Öyle de oldu. 1 Ekim 1998 günü Demirel konuştuktan sonra Ortadoğu hareketlendi. “Türkiye Suriye’ye girecek” paniği bütün bölgeyi sardı. Mısır devlet başkanı Hüsnü Mübarek 3 Ekim’de Ankara’daydı. O ziyareti de yerinde izlemiştim. Demirel, Mübarek’in “neler oluyor” sorusuna “terörist başını tutmaya devam ederse gireceğiz” karşılığını vermiş ve Mübarek aynı gün Kahire’ye değil Şam’a gitmişti. Baş döndüren diplomasi trafiği sonunda Öcalan 9 Ekim 1998 günü Suriye’yi terk etmek zorunda kaldı. Türkiye bununla da yetinmeyip, Suriye’nin PKK başta olmak üzere terör örgütlerine destek vermeyeceğini bir anlaşmayla taahhüt etmesini istedi. Adana görüşmeleri 20 Ekim günü Adana Mutabakatı ile sonuçlandı. Türkiye heyetinin başında eski Şam büyükelçilerinden, Dışişleri Müsteşarı Uğur Ziyal vardı. Ziyal’in Suriye heyet başkanına imzayı attırdıktan sonraki gülüşünü hiç unutmam.

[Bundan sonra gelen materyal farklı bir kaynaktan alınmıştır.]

use crate::{
    aa::{AAFramework, Argument, LabelType},
    utils::{ArgumentBitSet, FrameworkIndex},
};

/// Checks whether sets of arguments are conflict-free.
///
/// A set is conflict-free if no member attacks a member (itself included).
/// As a consequence, a self-attacking argument never belongs to a non-empty conflict-free set containing it.
pub struct ConflictFreeEvaluator<'a> {
    index: &'a FrameworkIndex,
}

impl<'a> ConflictFreeEvaluator<'a> {
    /// Builds a new evaluator for the indexed framework.
    pub fn new(index: &'a FrameworkIndex) -> Self {
        Self { index }
    }

    /// Returns `true` iff no member of the set attacks a member of the set.
    ///
    /// # Example
    ///
    /// ```
    /// # use dungsem::aa::{AAFramework, ArgumentSet};
    /// # use dungsem::utils::{ArgumentBitSet, FrameworkIndex};
    /// # use dungsem::solvers::ConflictFreeEvaluator;
    /// let mut af = AAFramework::new_with_argument_set(ArgumentSet::new_with_labels(&["a", "b", "c"]));
    /// af.new_attack(&"a", &"b").unwrap();
    /// let index = FrameworkIndex::new(&af);
    /// let evaluator = ConflictFreeEvaluator::new(&index);
    /// assert!(evaluator.is_conflict_free(&ArgumentBitSet::from_ids(3, [0, 2])));
    /// assert!(!evaluator.is_conflict_free(&ArgumentBitSet::from_ids(3, [0, 1])));
    /// ```
    pub fn is_conflict_free(&self, set: &ArgumentBitSet) -> bool {
        set.iter().all(|id| !self.index.targets(id).intersects(set))
    }

    /// Returns `true` iff adding the argument to a conflict-free set would break its conflict-freeness.
    pub fn conflicts_with(&self, set: &ArgumentBitSet, id: usize) -> bool {
        self.index.is_self_attacking(id)
            || self.index.targets(id).intersects(set)
            || self.index.attackers(id).intersects(set)
    }
}

/// Checks whether a set of arguments of a framework is conflict-free.
pub fn is_conflict_free<T>(af: &AAFramework<T>, arguments: &[&Argument<T>]) -> bool
where
    T: LabelType,
{
    let index = FrameworkIndex::new(af);
    let set = ArgumentBitSet::from_arguments(index.n_arguments(), arguments);
    ConflictFreeEvaluator::new(&index).is_conflict_free(&set)
}
use anyhow::{anyhow, Context, Result};
use strum::IntoEnumIterator;
use strum_macros::{AsRefStr, Display, EnumIter};

/// The semantics associated with a problem.
#[derive(Debug, Clone, Copy, PartialEq, Eq, Hash, AsRefStr, Display, EnumIter)]
pub enum Semantics {
    /// The admissible sets
    AD,
    /// The complete semantics
    CO,
    /// The grounded semantics
    GR,
    /// The preferred semantics
    PR,
    /// The stable semantics
    ST,
    /// The ideal semantics
    ID,
}

impl Semantics {
    /// Returns `true` iff this semantics always admits exactly one extension.
    pub fn is_single_status(&self) -> bool {
        matches!(self, Semantics::GR | Semantics::ID)
    }
}

impl TryFrom<&str> for Semantics {
    type Error = anyhow::Error;

    fn try_from(value: &str) -> Result<Self, Self::Error> {
        Semantics::iter()
            .find(|s| s.as_ref().eq_ignore_ascii_case(value))
            .ok_or_else(|| anyhow!(r#"undefined semantics "{}""#, value))
    }
}

/// The query to compute.
#[derive(Debug, Clone, Copy, PartialEq, Eq, Hash, AsRefStr, Display, EnumIter)]
pub enum Query {
    /// Compute a single extension
    SE,
    /// Enumerate all the extensions
    EE,
    /// Check credulous acceptance
    DC,
    /// Check skeptical acceptance
    DS,
}

impl Query {
    /// Returns `true` iff the query needs an argument.
    pub fn requires_argument(&self) -> bool {
        matches!(self, Query::DC | Query::DS)
    }

    /// Iterates over the problem strings handled by this library.
    ///
    /// Each problem string follows the `XX-YY` pattern, where `XX` is the query and `YY` the semantics.
    ///
    /// # Example
    ///
    /// ```
    /// # use dungsem::aa::Query;
    /// assert!(Query::iter_problem_strings().any(|p| p == "EE-PR"));
    /// ```
    pub fn iter_problem_strings() -> impl Iterator<Item = String> {
        Query::iter()
            .flat_map(|q| Semantics::iter().map(move |s| format!("{}-{}", q.as_ref(), s.as_ref())))
    }
}

impl TryFrom<&str> for Query {
    type Error = anyhow::Error;

    fn try_from(value: &str) -> Result<Self, Self::Error> {
        Query::iter()
            .find(|q| q.as_ref().eq_ignore_ascii_case(value))
            .ok_or_else(|| anyhow!(r#"undefined query "{}""#, value))
    }
}

/// Reads a string depicting a problem with an XX-YY pattern.
///
/// The string is split at the first hyphen found in it.
/// The substring before this hyphen is considered as the query, while the substring after it is considered as the semantics.
///
/// In case there is no hyphen, an error is returned.
pub fn read_problem_string(problem: &str) -> Result<(Query, Semantics)> {
    let context = || format!(r#"while parsing problem string "{}""#, problem);
    match problem.find('-') {
        Some(n) => {
            let query = Query::try_from(&problem[0..n]).with_context(context)?;
            let semantics = Semantics::try_from(&problem[1 + n..]).with_context(context)?;
            Ok((query, semantics))
        }
        None => Err(anyhow!("no hyphen in problem string")).with_context(context),
    }
}

#[cfg(test)]
mod tests {
    use super::*;

    #[test]
    fn test_read_problem_ok() {
        assert_eq!(
            (Query::SE, Semantics::ST),
            read_problem_string("SE-ST").unwrap()
        );
        assert_eq!(
            (Query::EE, Semantics::AD),
            read_problem_string("ee-ad").unwrap()
        );
        assert_eq!(
            (Query::DS, Semantics::ID),
            read_problem_string("DS-id").unwrap()
        );
    }

    #[test]
    fn test_read_problem_unknown_query() {
        assert!(read_problem_string("foo-ST").is_err());
    }

    #[test]
    fn test_read_problem_unknown_semantics() {
        assert!(read_problem_string("SE-foo").is_err());
    }

    #[test]
    fn test_read_problem_no_hyphen() {
        assert!(read_problem_string("SEST").is_err());
    }

    #[test]
    fn test_iter_problem_strings() {
        let problems = Query::iter_problem_strings().collect::<Vec<String>>();
        assert_eq!(24, problems.len());
        assert_eq!("SE-AD", problems[0]);
        assert_eq!("DS-ID", problems[23]);
        problems
            .iter()
            .for_each(|p| assert!(read_problem_string(p).is_ok()));
    }

    #[test]
    fn test_requires_argument() {
        assert!(!Query::SE.requires_argument());
        assert!(!Query::EE.requires_argument());
        assert!(Query::DC.requires_argument());
        assert!(Query::DS.requires_argument());
    }
}
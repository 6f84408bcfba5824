// crusti_app_helper
// Copyright (C) 2020  Univ. Artois & CNRS
//
// This program is free software: you can redistribute it and/or modify
// it under the terms of the GNU General Public License as published by
// the Free Software Foundation, either version 3 of the License, or
// (at your option) any later version.
//
// This program is distributed in the hope that it will be useful,
// but WITHOUT ANY WARRANTY; without even the implied warranty of
// MERCHANTABILITY or FITNESS FOR A PARTICULAR PURPOSE.  See the
// GNU General Public License for more details.
//
// You should have received a copy of the GNU General Public License
// along with this program.  If not, see <http://www.gnu.org/licenses/>.

use super::{cli_manager::CliManager, command::Command};
use anyhow::Result;
use log::{error, info};
use std::{ffi::OsString, sync::Once, time::Instant};

static LOGGER_INIT: Once = Once::new();

/// The entry point of the app.
///
/// Commands are registered with [add_command](Self::add_command), then [launch_app](Self::launch_app) is called.
/// It initializes the logger, reads the CLI arguments and executes the selected command.
/// If the command fails, the chain of errors is logged and the process exits with status 1.
pub(crate) struct AppHelper<'a> {
    cli_manager: CliManager<'a>,
}

impl<'a> AppHelper<'a> {
    pub(crate) fn new(app_name: &'a str, version: &'a str, author: &'a str, about: &'a str) -> Self {
        AppHelper {
            cli_manager: CliManager::new(app_name, version, author, about),
        }
    }

    pub(crate) fn add_command(&mut self, command: Box<dyn Command<'a>>) {
        self.cli_manager.add_command(command);
    }

    pub(crate) fn launch_app(self) {
        self.launch_app_with_args(std::env::args_os())
    }

    pub(crate) fn launch_app_with_args<I, T>(self, args: I)
    where
        I: IntoIterator<Item = T>,
        T: Into<OsString> + Clone,
    {
        if let Err(e) = self.execute_app(args) {
            error!("an error occurred: {}", e);
            e.chain()
                .skip(1)
                .for_each(|err| error!("caused by: {}", err));
            std::process::exit(1);
        }
    }

    fn execute_app<I, T>(&self, args: I) -> Result<()>
    where
        I: IntoIterator<Item = T>,
        T: Into<OsString> + Clone,
    {
        let start_time = Instant::now();
        let result = self.cli_manager.parse_cli(args);
        if result.is_ok() {
            info!("exiting successfully after {:?}", start_time.elapsed());
        }
        result
    }
}

pub(crate) fn init_logger() {
    init_logger_with_level(log::LevelFilter::Info)
}

// Log records go to the standard error, so that the standard output only contains answers.
pub(crate) fn init_logger_with_level(level: log::LevelFilter) {
    LOGGER_INIT.call_once(|| {
        let colors = fern::colors::ColoredLevelConfig::new().info(fern::colors::Color::Cyan);
        fern::Dispatch::new()
            .format(move |out, message, record| {
                out.finish(format_args!(
                    "![{:5}] {} {}",
                    colors.color(record.level()),
                    chrono::Local::now().format("[%Y-%m-%d %H:%M:%S]"),
                    message
                ))
            })
            .level(level)
            .chain(std::io::stderr())
            .apply()
            .unwrap_or(());
    });
}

(Bu arada ‘Öcalan teslim edildi’ diyenlerin Barış Pınarı Harekatı’nda Türk Silahlı Kuvvetleri Suriye’ye girdiğinde Adana Mutabakatı’nı gerekçe olarak kullandığını da unutmamak lazım. Geçmiş hükümetlerin yaptığı işler, iktidarın işine gelmediğinde değersiz, işine geldiğinde sınır ötesi operasyon gerekçesi olabiliyor.)

Öcalan, Şam’dan çıktıktan sonra gittiği Yunanistan’da kabul edilmemişti. Çünkü Yunanistan Türkiye’nin bu yüzden neler yapabileceğini biliyordu. Ardından gittiği Moskova’da adım adım izlenmişti. Öyle ki Moskova’da kaldığı evlerden birinde çektiği videoda kaldığı daçanın bahçesinde top oynamak istediğini ama korkusundan dışarı çıkamadığını itiraf etmişti.

Merhum Başbakanlardan Mesut Yılmaz, Ankara’da ağırladığı Rusya Başbakanı Medvedev’e Türkiye’nin kararlılığını net bir şekilde anlatıp Öcalan’ı istemişti. Öcalan oradan da Roma’ya geçmek zorunda kalmıştı.

Biz de gazeteciler olarak Roma’ya, hem de Öcalan’ın evinin karşısındaki boş araziye kamp kurmuştuk.

Sonrası malum. AB ve ABD üzerinde baskı kuruldu. Öcalan Roma’dan Yunanistan’a, oradan Kenya’ya ve sonunda da İmralı’ya uçtu.

Öcalan’ın Roma’da kaldığı evin önündeyiz. Soldan Sağa: (O dönem Kanal D Muhabiri olan) Gökhan Gökçe, ben, Kanal D Kameramanı Durak Doğan ve TRT Kameramanı Yücel Deliormanlı)


★★★

O dönem devlet aklı operasyonu şöyle özetlemişti:

İstek: Öcalan’ın Türkiye’ye verilmesi, Suriye’nin terör örgütlerine verdiği desteği kesmesi

Pazarlık şartları: Pazarlık yok

Ültimatom: Askeri kuvvet kullanacağız.

Konjonktür: Dış destek bulmaya müsait

Sonuç:  Terör örgütü lideri Öcalan Suriye’den çıkarıldı ve sonunda yakalandı. Suriye sınırdaki PKK kamplarını kapattı.”

Amacın netliği, güçlü liderlik, caydırıcı askeri kuvvet tehdidi, konjonktürü doğru okuyan ve stratejik hamleler yapan bir diplomasinin sağladığı uluslararası destek, içeride yüzde yüz kamuoyu desteği, o günkü sonucu getiren unsurlardı.

Sırf eleştirileri bastırabilmek için bütün bunları hiçe sayanlar gerçekten ayıp etmiyor mu?